Industry Inspiration: Richard Simon, Kathryn Severyns Dement Sleep Disorders Center

Dr. Richard D. Simon Jr. is the medical director at Kathryn Severyns Dement Sleep Disorders Center at St. Mary Medical Center in Walla Walla,Wash. He has been in sleep since 1993.

How prevalent is sleep screening at the physician level?
I don’t think it’s prevalent at all. I don’t think it’s done. In a 2004 study, a standardized patient was incorporated into the practice of 30 primary care MDs. Only 10 percent asked three or more sleep questions. Ten percent asked two questions and 30 percent asked one question. Fifty percent asked no sleep questions. In the Wisconsin CoHort Study, Dr. Terry Young reported in 1997 that 93 percent of middle-aged women and 82 percent of middle-aged men who had moderate to severe OSA had not been diagnosed by their doctors.

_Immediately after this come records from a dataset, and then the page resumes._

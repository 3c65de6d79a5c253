use crate::modules::students::core::{
    decision::{DecideError, Decision},
    events::{StudentEvent, v1::courses_registered::CoursesRegisteredV1},
    intents::StudentIntent,
    registration::{CourseLookup, UnknownCoursePolicy, merge_registration},
    state::StudentState,
};
use crate::modules::students::use_cases::register_courses::command::RegisterCourses;
use std::collections::BTreeSet;

pub fn decide_register_courses(
    state: &StudentState,
    command: RegisterCourses,
    catalog: &impl CourseLookup,
    policy: UnknownCoursePolicy,
) -> Decision {
    let Some(student) = state.student() else {
        return Decision::Rejected {
            reason: DecideError::StudentNotFound,
        };
    };
    let submitted: BTreeSet<String> = command.courses.into_iter().collect();
    if submitted.is_empty() {
        return Decision::Rejected {
            reason: DecideError::NoCoursesSelected,
        };
    }

    let existing = &student.registered_courses;
    let merged = match merge_registration(existing, &submitted, catalog, policy) {
        Ok(merged) => merged,
        Err(e) => {
            return Decision::Rejected {
                reason: DecideError::Registration(e),
            };
        }
    };
    if &merged == existing {
        return Decision::unchanged();
    }

    let payload = CoursesRegisteredV1 {
        reg_number: student.reg_number.clone(),
        added: merged.difference(existing).cloned().collect(),
        registered_courses: merged.into_iter().collect(),
        registered_at: command.registered_at,
    };
    Decision::Accepted {
        events: vec![StudentEvent::CoursesRegisteredV1(payload.clone())],
        intents: vec![StudentIntent::PublishCoursesRegistered { payload }],
    }
}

What do you think that is?
I think doctors don’t know about sleep. The reason they don’t know is because sleep physiology is not really covered in medical school to any meaningful degree, nor is it covered in residency.

Why is it important that more physicians screen for obstructive sleep apnea?
Obstructive sleep apnea, at least in its mild forms, affects up to 25 percent of men and 10 percent of women — that’s based on Terry Young’s studies — and these are people who previously thought they were fairly healthy. Additionally, there are multiple studies suggesting that obstructive sleep apnea probably causes hypertension, or at least is one of the causes of hypertension. From studies such as that, we also find that the risk of heart attack increases two- to threefold in patients with obstructive apnea compared to patients who don’t have apnea, and that treatment of apnea seems to lower that risk. Obstructive sleep apnea probably increases the risk of stroke. Untreated obstructive sleep apnea clearly increases the risk of fall-asleep car accidents; and in several studies, CPAP seems to lower this risk. Obstructive apnea is associated with insulin resistance.

We’re in the last stages of a huge study where we’re looking at 1,100 patients with obstructive sleep apnea. We’ve randomized them to either effective CPAP or sham CPAP, and we’re following them for six months doing repetitive measures of neuro-cognitive functioning. That study should be completed in February 2008, and this will be the definitive study on sleep apnea. It’s called the APPLES (Apnea Positive Pressure Long-term Efficacy Study) project.

As awareness of sleep apnea increases, do you think physicians are starting to realize that it’s a problem and that they need to start screening?
I think they realize it’s a problem, but they’re still not screening. Fifteen years ago, a bed partner would usually bring her husband in and say he snores. The primary care doc would go, “Snoring is normal. Don’t worry about it.” Now, they’re saying it could be sleep apnea and they refer. But that’s not really screening. Screening is when you’re talking to an asymptomatic person or the person who hasn’t brought it up. A routine screening exam should include questions about what time do you go to bed, what time do you wake up, are you satisfied with your sleep, do you get sleepy in the daytime? Everybody should be asked do you snore? And if the answer is yes, do you snore every night? If the answer is yes, they need a sleep study of some sort. End of discussion.

Do you support in-home sleep testing?
The first 400 sleep studies we did, we did at home before Medicare disallowed it. We did full polysomnograms at a patient’s home. They worked fine. The difficulty with the screening technology is where you just get limited channels, where you get maybe an airflow channel, maybe a heart rate and oxygen saturation channel, where you actually don’t get the sleep. An abnormal study such as that does diagnose sleep apnea. A normal study does not exclude sleep apnea. The only way to exclude sleep apnea is a full polysomnogram. The screening studies don’t come anywhere close to that. We have many patients — I would say hundreds — that would show minimal to no apnea on a screening study that actually have clinically significant, if not severe apnea. What if they didn’t sleep that night? When they’re awake, every sleep apnea patient looks normal. The problem with the screening studies is that the abnormal ones almost assuredly all have apnea, but don’t be fooled that the normal patient does not have apnea.